Liu and Fu's StairwayPlot program modified by Dan Schrider to estimate a mispolarization parameter.
This repository contains the code for a slightly modified version Liu and Fu's StairwayPlot program for inferring population size histories [1]. This program takes as input an unfolded site frequency spectrum, and assumes the ancestral state for each polymorphism is known. However, there is always some uncertainty surrounding the ancestral state. This version of StairwayPlot estimates the value of one additional parameter, the probability that the inferred ancestral state is actually the derived allele. In practice, this probability can be quite small, while still substantially skewing the site frequency spectrum, particularly inflating the number of high frequency derived alleles. By estimating a mispolarization parameter, and modifying the likelihood function accordingly, we can mitigate the influence of mispolarization on the inferred population size history.

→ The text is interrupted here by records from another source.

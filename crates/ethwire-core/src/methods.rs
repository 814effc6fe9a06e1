//! JSON-RPC method names, subscription events and reserved codes.

// parity
pub const PARITY_SUBSCRIBE: &str = "parity_subscribe";
pub const PARITY_PENDING_TRANSACTIONS: &str = "parity_pendingTransactions";

// geth
pub const GETH_TXPOOL_CONTENT: &str = "txpool_content";

// net / web3
pub const NET_PEER_COUNT: &str = "net_peerCount";
pub const WEB3_CLIENT_VERSION: &str = "web3_clientVersion";

// eth
pub const ETH_BLOCK_NUMBER: &str = "eth_blockNumber";
pub const ETH_CALL: &str = "eth_call";
pub const ETH_GET_BALANCE: &str = "eth_getBalance";
pub const ETH_GET_BLOCK_BY_NUMBER: &str = "eth_getBlockByNumber";
pub const ETH_GET_BLOCK_TRANSACTION_COUNT_BY_NUMBER: &str = "eth_getBlockTransactionCountByNumber";
pub const ETH_GET_CODE: &str = "eth_getCode";
pub const ETH_GET_FILTER_CHANGES: &str = "eth_getFilterChanges";
pub const ETH_GET_TRANSACTION_BY_HASH: &str = "eth_getTransactionByHash";
pub const ETH_GET_TRANSACTION_RECEIPT: &str = "eth_getTransactionReceipt";
pub const ETH_GET_UNCLE_BY_BLOCK_HASH_AND_INDEX: &str = "eth_getUncleByBlockHashAndIndex";
pub const ETH_GET_UNCLE_BY_BLOCK_NUMBER_AND_INDEX: &str = "eth_getUncleByBlockNumberAndIndex";
pub const ETH_NEW_PENDING_TRANSACTION_FILTER: &str = "eth_newPendingTransactionFilter";
pub const ETH_SUBSCRIBE: &str = "eth_subscribe";
pub const ETH_UNSUBSCRIBE: &str = "eth_unsubscribe";

// trace
pub const TRACE_BLOCK: &str = "trace_block";
pub const TRACE_REPLAY_BLOCK_TRANSACTIONS: &str = "trace_replayBlockTransactions";

// pubsub events
pub const EVENT_NEW_HEADS: &str = "newHeads";
pub const EVENT_NEW_PENDING_TRANSACTIONS: &str = "newPendingTransactions";

/// Notifications are only routed when their method ends with this.
pub const SUBSCRIPTION_SUFFIX: &str = "_subscription";

/// Error code some nodes use for a failed VM execution.
pub const VM_EXECUTION_ERROR_CODE: i64 = -32015;

/// The unsubscribe method paired with a `<ns>_subscribe` method.
///
/// Returns `None` when `subscribe_method` does not follow that shape.
pub fn unsubscribe_method(subscribe_method: &str) -> Option<String> {
    subscribe_method
        .strip_suffix("_subscribe")
        .filter(|ns| !ns.is_empty())
        .map(|ns| format!("{ns}_unsubscribe"))
}
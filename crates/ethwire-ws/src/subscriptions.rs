//! WebSocket subscription table.
//!
//! Maps server-assigned subscription ids to the sinks that receive their
//! notifications. Removing an entry drops its sender, which closes the
//! subscriber's receiver.

use std::collections::HashMap;
use std::sync::{Mutex, PoisonError};

use serde_json::Value;
use tokio::sync::mpsc::error::TrySendError;

use ethwire_core::codec::SubscriptionId;
use ethwire_core::provider::NotificationSink;

/// What happened to one notification.
#[derive(Debug, Clone, Copy, PartialEq, Eq)]
pub enum Delivery {
    Delivered,
    /// The sink was full; the notification was dropped.
    Full,
    /// The subscriber went away; the entry has been removed.
    Closed,
    /// No subscription with that id.
    Unknown,
}

struct SubscriptionEntry {
    /// The method the subscription was created with (e.g. `eth_subscribe`).
    method: String,
    sink: NotificationSink,
}

/// Active subscriptions of one connection.
#[derive(Default)]
pub struct SubscriptionManager {
    entries: Mutex<HashMap<SubscriptionId, SubscriptionEntry>>,
}

impl SubscriptionManager {
    pub fn new() -> Self {
        Self::default()
    }

    fn entries(&self) -> std::sync::MutexGuard<'_, HashMap<SubscriptionId, SubscriptionEntry>> {
        self.entries.lock().unwrap_or_else(PoisonError::into_inner)
    }

    /// Register `sink` under `id`. A previous sink for the same id is closed.
    ///
    /// Returns `true` if an existing entry was replaced.
    pub fn insert(&self, id: SubscriptionId, method: impl Into<String>, sink: NotificationSink) -> bool {
        let entry = SubscriptionEntry {
            method: method.into(),
            sink,
        };
        self.entries().insert(id, entry).is_some()
    }

    /// Forward a notification without blocking.
    pub fn dispatch(&self, id: &SubscriptionId, message: Value) -> Delivery {
        let mut entries = self.entries();
        let Some(entry) = entries.get(id) else {
            return Delivery::Unknown;
        };
        match entry.sink.try_send(message) {
            Ok(()) => Delivery::Delivered,
            Err(TrySendError::Full(_)) => Delivery::Full,
            Err(TrySendError::Closed(_)) => {
                entries.remove(id);
                Delivery::Closed
            }
        }
    }

    /// Remove a subscription, returning the method it was created with.
    pub fn remove(&self, id: &SubscriptionId) -> Option<String> {
        self.entries().remove(id).map(|e| e.method)
    }

    /// Remove every subscription, closing all sinks.
    pub fn clear(&self) -> usize {
        let mut entries = self.entries();
        let n = entries.len();
        entries.clear();
        n
    }

    /// Number of active subscriptions.
    pub fn len(&self) -> usize {
        self.entries().len()
    }

    /// Returns `true` if there are no active subscriptions.
    pub fn is_empty(&self) -> bool {
        self.len() == 0
    }
}

#[cfg(test)]
mod tests {
    use super::*;
    use serde_json::json;
    use tokio::sync::mpsc;

    fn sub(id: &str) -> SubscriptionId {
        SubscriptionId(id.into())
    }

    #[test]
    fn register_and_dispatch() {
        let mgr = SubscriptionManager::new();
        let (tx, mut rx) = mpsc::channel(4);
        mgr.insert(sub("0xdeadbeef"), "eth_subscribe", tx);

        assert_eq!(mgr.dispatch(&sub("0xdeadbeef"), json!({"number": "0x1"})), Delivery::Delivered);

        let msg = rx.try_recv().unwrap();
        assert_eq!(msg["number"], "0x1");
    }

    #[test]
    fn unknown_id_is_dropped() {
        let mgr = SubscriptionManager::new();
        assert_eq!(mgr.dispatch(&sub("0x9"), json!(1)), Delivery::Unknown);
    }

    #[test]
    fn full_sink_drops_but_keeps_entry() {
        let mgr = SubscriptionManager::new();
        let (tx, mut rx) = mpsc::channel(1);
        mgr.insert(sub("0x1"), "eth_subscribe", tx);

        assert_eq!(mgr.dispatch(&sub("0x1"), json!(1)), Delivery::Delivered);
        assert_eq!(mgr.dispatch(&sub("0x1"), json!(2)), Delivery::Full);
        assert_eq!(rx.try_recv().unwrap(), json!(1));
        assert_eq!(mgr.dispatch(&sub("0x1"), json!(3)), Delivery::Delivered);
        assert_eq!(rx.try_recv().unwrap(), json!(3));
    }

    #[test]
    fn dropped_receiver_unsubscribes() {
        let mgr = SubscriptionManager::new();
        let (tx, rx) = mpsc::channel(1);
        mgr.insert(sub("0x1"), "eth_subscribe", tx);
        drop(rx);

        assert_eq!(mgr.dispatch(&sub("0x1"), json!(1)), Delivery::Closed);
        assert!(mgr.is_empty());
    }

    #[test]
    fn remove_closes_sink() {
        let mgr = SubscriptionManager::new();
        let (tx, mut rx) = mpsc::channel(1);
        mgr.insert(sub("0x1"), "parity_subscribe", tx);

        assert_eq!(mgr.remove(&sub("0x1")).as_deref(), Some("parity_subscribe"));
        assert_eq!(mgr.len(), 0);
        assert!(matches!(rx.try_recv(), Err(mpsc::error::TryRecvError::Disconnected)));
        assert_eq!(mgr.remove(&sub("0x1")), None);
    }

    #[test]
    fn same_id_last_sink_wins() {
        let mgr = SubscriptionManager::new();
        let (first, mut first_rx) = mpsc::channel(1);
        let (second, mut second_rx) = mpsc::channel(1);
        assert!(!mgr.insert(sub("0x1"), "eth_subscribe", first));
        assert!(mgr.insert(sub("0x1"), "eth_subscribe", second));

        mgr.dispatch(&sub("0x1"), json!("head"));

        assert!(matches!(first_rx.try_recv(), Err(mpsc::error::TryRecvError::Disconnected)));
        assert_eq!(second_rx.try_recv().unwrap(), json!("head"));
    }

    #[test]
    fn clear_closes_everything() {
        let mgr = SubscriptionManager::new();
        let (a, mut a_rx) = mpsc::channel(1);
        let (b, _b_rx) = mpsc::channel(1);
        mgr.insert(sub("0xa"), "eth_subscribe", a);
        mgr.insert(sub("0xb"), "eth_subscribe", b);

        assert_eq!(mgr.clear(), 2);
        assert!(mgr.is_empty());
        assert!(matches!(a_rx.try_recv(), Err(mpsc::error::TryRecvError::Disconnected)));
    }
}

In practice, you can use this program in the same manner as the original. However, there are a few changes to the output. First, there will be two additional output lines created by the Stairway_plot_output_summary_commandline program (you must use this rather than the GUI version, which I may have mistakenly incldued in the repository). The first is a header line (always "pMisPol_median\tpMisPol_2.5%\tpMisPol_97.5%"), and the second gives the median, 2.5th percentile, and 97.5th percentile estimates of the mispolarization parameter. These two lines show up just before the lines that give the population size estimates for each time point (i.e. right before the header line that begins with "mutation_per_site"). Of course, the .addTheta files are modified as well, so that Stairway_plot_output_summary_commandline can read in the mispolarization rate estimates. But this doesn't matter unless you plan on looking at these intermediates. In particular, the only change to these files is the addition of the current mispolarization probability parameter estimate as the last field in each of the lines following the "fitness trail:" header (including the "final model:" line, which of course contains the final estimate of this parameter along with each of the other model parameters).
If you use this thing, be sure to cite Lui and Fu (reference given below), but also give the link to this repository so readers can find this version of the code. Maybe someone else would want to use it?
See readme02.txt (unmodified from the original program) for more information
[1] Liu X, Fu YX. Exploring population size changes using SNP frequency spectra. Nat Genet. 2015. 47:555-559. doi: 10.1038/ng.3254.